During the three months ended December 31, 2018, Proportionate Share Property NOI by asset class, was approximately 53.1% office, 20.1% retail and 26.8% industrial. Proportionate Share Property NOI by geographical region, was approximately 2.9% in British Columbia, 21.0% in Alberta, 6.6% in Saskatchewan, 12.9% in Manitoba, 11.4% in Ontario, 10.8% in Arizona, 18.9% in Minnesota, 8.7% in Wisconsin and 6.8% in U.S. - Other.
NOTICE WITH RESPECT TO NON-GAAP MEASURES
In addition to reported IFRS measures, the following non-GAAP measures are commonly used by Canadian real estate investment trusts as an indicator of financial performance. "GAAP" means the generally accepted accounting principles described by the CPA Canada Handbook - Accounting, which are applicable as at the date on which any calculation using GAAP is to be made. Artis applies IFRS, which is the section of GAAP applicable to publicly accountable enterprises. These non-GAAP measures are not defined under IFRS and are not intended to represent operating profits for the period, or from a property, nor should any of these measures be viewed as an alternative to net income, cash flow from operations or other measures of financial performance calculated in accordance with IFRS. Readers should be further cautioned that the following measures as calculated by Artis may not be comparable to similar measures presented by other issuers.
Proportionate Share
The REIT has properties held in its investments in joint ventures, which are accounted for using the equity method in its consolidated financial statements in accordance with IFRS. Amounts presented on a Proportionate Share basis include Artis' interest in properties held in its joint ventures based on its percentage of ownership in these properties in addition to the amounts per its consolidated financial statements.
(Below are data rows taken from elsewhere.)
// Copyright (c) Microsoft Corporation.
// Licensed under the MIT License.

//! Option ROM device id remapping.

/// Integrated graphics devices that share one generic video BIOS image.
const SHARED_VBIOS: core::ops::RangeInclusive<u32> = 0x1002_1300..=0x1002_131f;
/// The id the shared video BIOS header carries.
const GENERIC_VBIOS_ID: u32 = 0x1002_1304;
/// HD audio function inside the graphics id range; keeps its own ROM.
const HD_AUDIO_ID: u32 = 0x1002_1308;

/// Maps a `vendor << 16 | device` id to the id its option ROM is built
/// for.
pub fn map_oprom_vendev(vendev: u32) -> u32 {
    let mapped = if vendev != HD_AUDIO_ID && SHARED_VBIOS.contains(&vendev) {
        GENERIC_VBIOS_ID
    } else {
        vendev
    };
    if mapped != vendev {
        tracing::info!(vendev, mapped, "mapping option rom device id");
    }
    mapped
}
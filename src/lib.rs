//! Strava tool gateway for agent servers: OAuth refresh with transparent re-authentication,
//! dual-window rate limiting, and a TTL response cache behind a tool/resource dispatch surface.

#![deny(clippy::all, missing_docs, unused_crate_dependencies)]

pub mod analytics;
pub mod auth;
pub mod cache;
pub mod client;
pub mod config;
pub mod error;
pub mod http;
pub mod limiter;
pub mod oauth;
pub mod obs;
pub mod resources;
pub mod tools;
#[cfg(any(test, feature = "test"))]
pub mod _preludet {
	//! Convenience re-exports and helpers for integration tests; enabled via `cfg(test)` or the
	//! `test` crate feature.

	pub use crate::_prelude::*;

	// self
	use crate::{
		auth::{Credentials, TokenState},
		cache::ResponseCache,
		client::{ClientSettings, RetryPolicy, StravaClient},
		http::ReqwestHttpClient,
		resources::StravaResources,
		tools::StravaTools,
	};

	/// Client identifier used by every test fixture.
	pub const TEST_CLIENT_ID: &str = "client-test";
	/// Client secret used by every test fixture.
	pub const TEST_CLIENT_SECRET: &str = "secret-test";
	/// Refresh token seeded into every test fixture.
	pub const TEST_REFRESH_TOKEN: &str = "refresh-seed";

	/// Builds a reqwest HTTP client that accepts the self-signed certificates produced by
	/// `httpmock` during tests.
	pub fn test_reqwest_http_client() -> ReqwestHttpClient {
		let client = ReqwestClient::builder()
			.redirect(reqwest::redirect::Policy::none())
			.danger_accept_invalid_certs(true)
			.danger_accept_invalid_hostnames(true)
			.build()
			.expect("Failed to build insecure Reqwest client for tests.");

		ReqwestHttpClient::with_client(client)
	}

	/// Settings pointed at a mock server, with zero cool-down and millisecond backoff so tests
	/// never sleep for real.
	pub fn test_settings(server_base: &str) -> ClientSettings {
		let base = server_base.trim_end_matches('/');

		ClientSettings::new()
			.expect("Default settings should build.")
			.with_api_base(
				Url::parse(&format!("{base}/api/v3")).expect("Mock API base URL should parse."),
			)
			.with_token_url(
				Url::parse(&format!("{base}/oauth/token"))
					.expect("Mock token endpoint URL should parse."),
			)
			.with_cooldown(Duration::ZERO)
			.with_retry(RetryPolicy::new(3, Duration::milliseconds(1)))
	}

	/// Credentials shared by the test fixtures.
	pub fn test_credentials() -> Credentials {
		Credentials::new(TEST_CLIENT_ID, TEST_CLIENT_SECRET, TEST_REFRESH_TOKEN)
	}

	/// Builds a client on the insecure test transport from explicit settings and token state.
	pub fn build_test_client_with(settings: ClientSettings, state: TokenState) -> StravaClient {
		StravaClient::with_http_client(
			test_credentials(),
			settings,
			state,
			test_reqwest_http_client(),
		)
		.expect("Test client should build.")
	}

	/// Builds a client with no cached access token.
	pub fn build_test_client(server_base: &str) -> StravaClient {
		build_test_client_with(test_settings(server_base), TokenState::new(TEST_REFRESH_TOKEN))
	}

	/// Builds a client seeded with an access token that stays valid for an hour.
	pub fn build_seeded_test_client(server_base: &str, access_token: &str) -> StravaClient {
		let state = TokenState::seeded(
			TEST_REFRESH_TOKEN,
			access_token,
			OffsetDateTime::now_utc() + Duration::hours(1),
		);

		build_test_client_with(test_settings(server_base), state)
	}

	/// Wires a seeded client into resources with a five-minute cache.
	pub fn build_test_resources(server_base: &str, access_token: &str) -> StravaResources {
		let client = Arc::new(build_seeded_test_client(server_base, access_token));
		let cache = Arc::new(ResponseCache::new(Duration::minutes(5)));

		StravaResources::new(client, cache)
	}

	/// Wires seeded resources into the tool surface.
	pub fn build_test_tools(server_base: &str, access_token: &str) -> StravaTools {
		StravaTools::new(build_test_resources(server_base, access_token))
	}
}

mod _prelude {
	pub use std::{
		collections::{BTreeMap, HashMap, VecDeque},
		error::Error as StdError,
		fmt::{Debug, Display, Formatter, Result as FmtResult},
		future::Future,
		pin::Pin,
		str::FromStr,
		sync::Arc,
	};

	pub use async_lock::Mutex as AsyncMutex;
	pub use parking_lot::Mutex;
	pub use reqwest::{Client as ReqwestClient, Error as ReqwestError, Method, StatusCode};
	pub use serde::{Deserialize, Serialize};
	pub use serde_json::Value;
	pub use thiserror::Error as ThisError;
	pub use time::{Duration, OffsetDateTime};
	pub use url::Url;

	pub use crate::error::{Error, Result};
}

pub use reqwest;
pub use url;
#[cfg(test)] use {color_eyre as _, httpmock as _, strava_gateway as _, tracing_subscriber as _};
Management is of the view that presentation on a Proportionate Share basis is meaningful for investors as it is representative of how Artis manages its properties as well as certain operating and financial metrics. Artis does not independently control its unconsolidated joint ventures, and the presentation of pro-rata assets, liabilities, revenue and expenses may not accurately depict the legal and economic implications of the REIT's interest in its joint ventures. Unless otherwise noted, comparative period amounts have been updated to reflect the current period's presentation.
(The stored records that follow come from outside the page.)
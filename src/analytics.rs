//! Pure training analytics over activity records.
//!
//! Nothing here performs I/O or fails: absent heart rate yields [`Effort::Unknown`], and absent
//! or zero distance/time yields a pace of `0.0`.

// self
use crate::{_prelude::*, resources::Activity};

const EASY_HR_CEILING: f64 = 120.;
const MODERATE_HR_CEILING: f64 = 150.;
const EASY_SHARE_FLOOR: f64 = 70.;
const MODERATE_SHARE_CEILING: f64 = 40.;
const RUN_VOLUME_FLOOR_KM: f64 = 20.;
const WEEKLY_HOURS_FLOOR: f64 = 5.;
const RECOVERY_ADVICE_THRESHOLD: u32 = 5;

/// Effort classification derived from average heart rate.
#[derive(Clone, Copy, Debug, PartialEq, Eq, Hash, Serialize, Deserialize)]
pub enum Effort {
	/// Below 120 bpm.
	Easy,
	/// 120 to 149 bpm.
	Moderate,
	/// 150 bpm and above.
	Hard,
	/// No heart-rate data.
	Unknown,
}
impl Effort {
	/// Classifies an average heart rate.
	pub fn from_heart_rate(heart_rate: Option<f64>) -> Self {
		match heart_rate {
			Some(hr) if !hr.is_finite() => Effort::Unknown,
			Some(hr) if hr < EASY_HR_CEILING => Effort::Easy,
			Some(hr) if hr < MODERATE_HR_CEILING => Effort::Moderate,
			Some(_) => Effort::Hard,
			None => Effort::Unknown,
		}
	}

	/// Returns a stable display label.
	pub const fn as_str(self) -> &'static str {
		match self {
			Effort::Easy => "Easy",
			Effort::Moderate => "Moderate",
			Effort::Hard => "Hard",
			Effort::Unknown => "Unknown",
		}
	}
}
impl Display for Effort {
	fn fmt(&self, f: &mut Formatter) -> FmtResult {
		f.write_str(self.as_str())
	}
}

/// Pace for runs (minutes per km) or speed for rides (km per hour); `0.0` for anything else.
pub fn pace(activity: &Activity) -> f64 {
	let distance_km = activity.distance.unwrap_or_default() / 1_000.;
	let moving_secs = activity.moving_time.unwrap_or_default();
	let value = match activity.kind() {
		"Run" if distance_km > 0. => (moving_secs / 60.) / distance_km,
		"Ride" if moving_secs > 0. => distance_km / (moving_secs / 3_600.),
		_ => 0.,
	};

	if value.is_finite() { value } else { 0. }
}

/// Effort of a single activity.
pub fn effort(activity: &Activity) -> Effort {
	Effort::from_heart_rate(activity.average_heartrate)
}

/// Per-activity analysis.
#[derive(Clone, Debug, PartialEq, Serialize, Deserialize)]
pub struct ActivityAnalysis {
	/// Activity type.
	#[serde(rename = "type")]
	pub activity_type: Option<String>,
	/// Distance in meters.
	pub distance: Option<f64>,
	/// Moving time in seconds.
	pub moving_time: Option<f64>,
	/// Derived metrics.
	pub analysis: ActivityMetrics,
}

/// Metrics derived by [`analyze_activity`].
#[derive(Clone, Debug, PartialEq, Serialize, Deserialize)]
pub struct ActivityMetrics {
	/// See [`pace`].
	pub pace: f64,
	/// See [`effort`].
	pub effort: Effort,
}

/// Pace and effort of one activity.
pub fn analyze_activity(activity: &Activity) -> ActivityAnalysis {
	ActivityAnalysis {
		activity_type: activity.activity_type.clone(),
		distance: activity.distance,
		moving_time: activity.moving_time,
		analysis: ActivityMetrics { pace: pace(activity), effort: effort(activity) },
	}
}

/// Activity counts per heart-rate band.
#[derive(Clone, Copy, Debug, Default, PartialEq, Eq, Serialize, Deserialize)]
pub struct HeartRateZones {
	/// Average below 120 bpm.
	pub easy: u32,
	/// Average from 120 to 149 bpm.
	pub medium: u32,
	/// Average of 150 bpm and above.
	pub hard: u32,
}
impl HeartRateZones {
	/// Activities that carried heart-rate data.
	pub fn total(&self) -> u32 {
		self.easy + self.medium + self.hard
	}
}

/// Aggregate load over a set of activities.
#[derive(Clone, Debug, Default, PartialEq, Serialize, Deserialize)]
pub struct TrainingLoad {
	/// Number of activities considered.
	pub activities_count: usize,
	/// Total distance in km, rounded to two decimals.
	pub total_distance: f64,
	/// Total moving time in hours, rounded to two decimals.
	pub total_time: f64,
	/// Activity counts keyed by type.
	pub activities_by_type: BTreeMap<String, usize>,
	/// Activity counts per heart-rate band; activities without heart rate are not counted.
	pub heart_rate_zones: HeartRateZones,
}

/// Sums distance, time, type counts, and heart-rate bands.
pub fn analyze_training_load(activities: &[Activity]) -> TrainingLoad {
	let mut load = TrainingLoad { activities_count: activities.len(), ..Default::default() };
	let mut meters = 0.;
	let mut seconds = 0.;

	for activity in activities {
		let kind = activity.activity_type.clone().unwrap_or_else(|| "Unknown".into());

		*load.activities_by_type.entry(kind).or_default() += 1;
		meters += activity.distance.unwrap_or_default();
		seconds += activity.moving_time.unwrap_or_default();

		// A zero reading means the sensor reported nothing.
		let band = activity
			.average_heartrate
			.filter(|hr| *hr != 0.)
			.map(|hr| Effort::from_heart_rate(Some(hr)));

		match band {
			Some(Effort::Easy) => load.heart_rate_zones.easy += 1,
			Some(Effort::Moderate) => load.heart_rate_zones.medium += 1,
			Some(Effort::Hard) => load.heart_rate_zones.hard += 1,
			Some(Effort::Unknown) | None => (),
		}
	}

	load.total_distance = round2(meters / 1_000.);
	load.total_time = round2(seconds / 3_600.);

	load
}

/// Advice derived from [`analyze_training_load`].
#[derive(Clone, Debug, PartialEq, Serialize, Deserialize)]
pub struct Recommendations {
	/// Underlying aggregate.
	pub analysis: TrainingLoad,
	/// Advice paragraphs, most specific first.
	pub recommendations: Vec<String>,
	/// Pre-formatted figures for display.
	pub summary: RecommendationSummary,
}

/// Display-ready figures accompanying [`Recommendations`].
#[derive(Clone, Debug, PartialEq, Serialize, Deserialize)]
pub struct RecommendationSummary {
	/// Volume over the analyzed period.
	pub weekly_stats: WeeklyStats,
	/// Share of heart-rate-tagged activities per band.
	pub intensity_distribution: IntensityDistribution,
	/// Share of activities per type.
	pub activity_distribution: BTreeMap<String, String>,
}

/// Volume over the analyzed period.
#[derive(Clone, Debug, PartialEq, Eq, Serialize, Deserialize)]
pub struct WeeklyStats {
	/// Distance such as `"7.0 km"`.
	pub distance: String,
	/// Moving time such as `"1.5 h"`.
	pub time: String,
	/// Number of activities.
	pub activities: usize,
}

/// Percent labels such as `"50%"`.
#[derive(Clone, Debug, PartialEq, Eq, Serialize, Deserialize)]
pub struct IntensityDistribution {
	/// Easy share.
	pub easy: String,
	/// Moderate share.
	pub medium: String,
	/// Hard share.
	pub hard: String,
}

/// Produces training advice for a recent block of activities.
pub fn training_recommendations(activities: &[Activity]) -> Recommendations {
	let analysis = analyze_training_load(activities);
	let zones = analysis.heart_rate_zones;
	let zone_total = zones.total();
	let share = |count: u32| {
		if zone_total == 0 { 0. } else { f64::from(count) / f64::from(zone_total) * 100. }
	};
	let (easy, medium, hard) = (share(zones.easy), share(zones.medium), share(zones.hard));
	let mut recommendations = Vec::new();

	if zone_total > 0 {
		if easy < EASY_SHARE_FLOOR {
			recommendations.push(format!(
				"Too few easy sessions ({easy:.0}%). Consider:\n\
				 - adding recovery sessions\n\
				 - doing more base work in low heart-rate zones\n\
				 - monitoring heart rate during training"
			));
		}
		if medium > MODERATE_SHARE_CEILING {
			recommendations.push(format!(
				"A large share of sessions sits in the moderate zone ({medium:.0}%). Consider:\n\
				 - clearly separating easy and hard sessions\n\
				 - avoiding grey-zone training"
			));
		}
	}
	if analysis.activities_by_type.contains_key("Run") {
		let run_km = activities
			.iter()
			.filter(|activity| activity.kind() == "Run")
			.map(|activity| activity.distance.unwrap_or_default())
			.sum::<f64>()
			/ 1_000.;

		if run_km < RUN_VOLUME_FLOOR_KM {
			recommendations.push(format!(
				"Running volume ({run_km:.1} km) is below optimal.\n\
				 To build it up:\n\
				 - add 1-2 km to the long run each week\n\
				 - include easy recovery runs\n\
				 - work up to 30-40 km per week gradually"
			));
		}
	}
	if analysis.total_time < WEEKLY_HOURS_FLOOR {
		recommendations.push(format!(
			"Total volume ({:.1} h) can be increased.\n\
			 Suggestions:\n\
			 - add about 30 minutes per week\n\
			 - include cross-training for variety\n\
			 - watch how you feel as the load grows",
			analysis.total_time
		));
	}
	if zone_total > RECOVERY_ADVICE_THRESHOLD {
		recommendations.push(
			"Recovery:\n\
			 - aim for 7-8 hours of sleep\n\
			 - schedule easy days after hard sessions\n\
			 - keep nutrition and hydration in check"
				.to_owned(),
		);
	}
	if recommendations.is_empty() {
		recommendations.push(
			"Training is well balanced!\n\
			 To maintain form:\n\
			 - keep following the current plan\n\
			 - keep a training log\n\
			 - review progress regularly"
				.to_owned(),
		);
	}

	let total = analysis.activities_count;
	let activity_distribution = analysis
		.activities_by_type
		.iter()
		.map(|(kind, count)| (kind.clone(), percent(*count as f64 / total as f64 * 100.)))
		.collect();
	let summary = RecommendationSummary {
		weekly_stats: WeeklyStats {
			distance: format!("{:.1} km", analysis.total_distance),
			time: format!("{:.1} h", analysis.total_time),
			activities: total,
		},
		intensity_distribution: IntensityDistribution {
			easy: percent(easy),
			medium: percent(medium),
			hard: percent(hard),
		},
		activity_distribution,
	};

	Recommendations { analysis, recommendations, summary }
}

fn percent(value: f64) -> String {
	format!("{value:.0}%")
}

fn round2(value: f64) -> f64 {
	(value * 100.).round() / 100.
}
Property Net Operating Income ("Property NOI")
Artis calculates Property NOI as revenues less property operating expenses such as utilities, repairs and maintenance and realty taxes. Property NOI does not include charges for interest or other expenses not specific to the day-to-day operation of the REIT's properties. Management considers Property NOI to be a valuable measure for evaluating the operating performance of the REIT's properties.
Same Property NOI
Artis calculates Same Property NOI by including Property NOI for investment properties that were owned for a full quarterly reporting period in both the current and comparative year, and excludes properties held for (re)development. Adjustments are made to this measure to exclude non-cash revenue items and other non-recurring revenue amounts such as lease termination income. Management considers Same Property NOI to be a valuable measure for evaluating the operating performance of the REIT's properties due to changes in occupancy, rental rates and the recovery of property operating expenses and realty taxes.
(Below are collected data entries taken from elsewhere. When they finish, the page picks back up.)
// crates.io
use serde_json::json;
// self
use crate::{_prelude::*, error::ValidationError};

/// Tools served by [`StravaTools`](crate::tools::StravaTools).
#[derive(Clone, Copy, Debug, PartialEq, Eq, Hash)]
pub enum ToolName {
	/// Most recent activities.
	GetRecentActivities,
	/// Paginated activity listing.
	GetActivities,
	/// Single activity.
	GetActivity,
	/// Heart-rate and power zones.
	GetAthleteZones,
	/// Club memberships.
	GetAthleteClubs,
	/// Single gear item.
	GetGear,
	/// Pace and effort of one activity.
	AnalyzeActivity,
	/// Aggregate load over caller-supplied activities.
	AnalyzeTrainingLoad,
	/// Advice based on the ten most recent activities.
	GetActivityRecommendations,
}
impl ToolName {
	/// Every tool, in catalog order.
	pub const ALL: [ToolName; 9] = [
		ToolName::GetRecentActivities,
		ToolName::GetActivities,
		ToolName::GetActivity,
		ToolName::GetAthleteZones,
		ToolName::GetAthleteClubs,
		ToolName::GetGear,
		ToolName::AnalyzeActivity,
		ToolName::AnalyzeTrainingLoad,
		ToolName::GetActivityRecommendations,
	];

	/// Wire name of the tool.
	pub const fn as_str(self) -> &'static str {
		match self {
			ToolName::GetRecentActivities => "get_recent_activities",
			ToolName::GetActivities => "get_activities",
			ToolName::GetActivity => "get_activity",
			ToolName::GetAthleteZones => "get_athlete_zones",
			ToolName::GetAthleteClubs => "get_athlete_clubs",
			ToolName::GetGear => "get_gear",
			ToolName::AnalyzeActivity => "analyze_activity",
			ToolName::AnalyzeTrainingLoad => "analyze_training_load",
			ToolName::GetActivityRecommendations => "get_activity_recommendations",
		}
	}

	/// One-line description shown to agents.
	pub const fn description(self) -> &'static str {
		match self {
			ToolName::GetRecentActivities => "List the athlete's most recent activities.",
			ToolName::GetActivities =>
				"List activities page by page, optionally filtered by start time.",
			ToolName::GetActivity => "Fetch a single activity with full detail.",
			ToolName::GetAthleteZones => "Fetch heart-rate and power zones.",
			ToolName::GetAthleteClubs => "List the clubs the athlete belongs to.",
			ToolName::GetGear => "Fetch a bike or a pair of shoes.",
			ToolName::AnalyzeActivity => "Compute pace and effort for one activity.",
			ToolName::AnalyzeTrainingLoad =>
				"Aggregate distance, time, and heart-rate bands over a list of activities.",
			ToolName::GetActivityRecommendations =>
				"Suggest training adjustments based on the ten most recent activities.",
		}
	}

	/// JSON schema of the tool's arguments.
	pub fn input_schema(self) -> Value {
		let id = json!({ "type": ["string", "integer"] });
		let int = json!({ "type": "integer" });

		match self {
			ToolName::GetRecentActivities => json!({
				"type": "object",
				"properties": { "limit": { "type": "integer", "minimum": 1, "maximum": 200 } },
			}),
			ToolName::GetActivities => json!({
				"type": "object",
				"properties": {
					"page": { "type": "integer", "minimum": 1 },
					"per_page": { "type": "integer", "minimum": 1, "maximum": 200 },
					"before": int,
					"after": int,
				},
			}),
			ToolName::GetActivity | ToolName::AnalyzeActivity => json!({
				"type": "object",
				"properties": { "activity_id": id },
				"required": ["activity_id"],
			}),
			ToolName::GetGear => json!({
				"type": "object",
				"properties": { "gear_id": { "type": "string" } },
				"required": ["gear_id"],
			}),
			ToolName::AnalyzeTrainingLoad => json!({
				"type": "object",
				"properties": { "activities": { "type": "array", "items": { "type": "object" } } },
				"required": ["activities"],
			}),
			ToolName::GetAthleteZones
			| ToolName::GetAthleteClubs
			| ToolName::GetActivityRecommendations => json!({ "type": "object", "properties": {} }),
		}
	}

	/// Catalog entry for this tool.
	pub fn spec(self) -> ToolSpec {
		ToolSpec {
			name: self.as_str(),
			description: self.description(),
			input_schema: self.input_schema(),
		}
	}
}
impl Display for ToolName {
	fn fmt(&self, f: &mut Formatter) -> FmtResult {
		f.write_str(self.as_str())
	}
}
impl FromStr for ToolName {
	type Err = ValidationError;

	fn from_str(s: &str) -> Result<Self, Self::Err> {
		Self::ALL
			.into_iter()
			.find(|tool| tool.as_str() == s)
			.ok_or_else(|| ValidationError::Unknown { kind: "tool", name: s.to_owned() })
	}
}

/// Tool description handed to a tool server for registration.
#[derive(Clone, Debug, PartialEq, Serialize)]
pub struct ToolSpec {
	/// Wire name.
	pub name: &'static str,
	/// Human-readable description.
	pub description: &'static str,
	/// JSON schema of the arguments.
	pub input_schema: Value,
}

/// Resource URI templates accepted by
/// [`StravaTools::read_resource`](crate::tools::StravaTools::read_resource).
pub const RESOURCE_TEMPLATES: [&str; 5] = [
	"strava://activities",
	"strava://activities/{activity_id}",
	"strava://athlete/zones",
	"strava://athlete/clubs",
	"strava://gear/{gear_id}",
];

#[cfg(test)]
mod tests {
	// self
	use super::*;

	#[test]
	fn names_round_trip_through_from_str() {
		for tool in ToolName::ALL {
			assert_eq!(tool.as_str().parse::<ToolName>().ok(), Some(tool));
		}

		assert!(matches!(
			"delete_activity".parse::<ToolName>(),
			Err(ValidationError::Unknown { kind: "tool", .. })
		));
	}

	#[test]
	fn id_tools_require_their_identifier() {
		let schema = ToolName::GetActivity.input_schema();

		assert_eq!(schema["required"], json!(["activity_id"]));
		assert_eq!(ToolName::GetGear.spec().input_schema["required"], json!(["gear_id"]));
	}
}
Funds from Operations ("FFO")
Artis calculates FFO in accordance with the guidelines set out by the Real Property Association of Canada ("REALpac"), as issued in February 2018. Management considers FFO to be a valuable recurring earnings measure for evaluating the REIT's operating performance as it adjusts net income for gains or losses that are not recurring in nature such as fair value gains or losses on investment properties.
Adjusted Funds from Operations ("AFFO")
Artis calculates AFFO in accordance with the guidelines set out by REALpac, as issued in February 2018. Management considers AFFO to be a valuable recurring earnings measure for evaluating the REIT's operating performance.
FFO and AFFO Payout Ratios
Artis calculates FFO and AFFO payout ratios by dividing the distributions per common unit by diluted FFO per unit and diluted AFFO per unit, respectively, over the same period. Management uses the FFO and AFFO payout ratios to measure the REIT's ability to pay distributions.
Earnings Before Interest, Taxes, Depreciation and Amortization ("EBITDA") Interest Coverage Ratio
Artis calculates EBITDA as net income, adjusted for interest expense, transaction costs, income taxes and all non-cash revenue and expense items. Management considers this ratio to be a valuable measure of Artis' ability to service the interest requirements on its outstanding debt.
Debt to Gross Book Value ("GBV")
Artis calculates GBV based on the total consolidated assets of the REIT, adding back the amount of accumulated depreciation of property and equipment. The REIT has adopted debt to GBV as an indebtedness ratio used to measure its leverage.
Debt to EBITDA Ratio
Artis calculates debt to EBITDA based on annualizing the current quarter's EBITDA as defined above and comparing that balance to Artis' total outstanding debt. Management considers this ratio to be a valuable measure of Artis' leverage.
Net Asset Value ("NAV") per Unit
Artis calculates NAV per unit as its unitholders' equity, adjusted for the outstanding face value in Canadian dollars of its preferred units, divided by its total number of dilutive units outstanding. Management considers this metric to be a valuable measure of the REIT's residual equity available to its common unitholders.
CAUTIONARY STATEMENTS
This press release contains forward-looking statements. For this purpose, any statements contained herein that are not statements of historical fact may be deemed to be forward-looking statements. Particularly, statements regarding the REIT's future operating results, performance and achievements, including the implementation of Artis' new initiatives, are forward-looking statements. Without limiting the foregoing, the words "expects", "anticipates", "intends", "estimates", "projects", and similar expressions are intended to identify forward-looking statements.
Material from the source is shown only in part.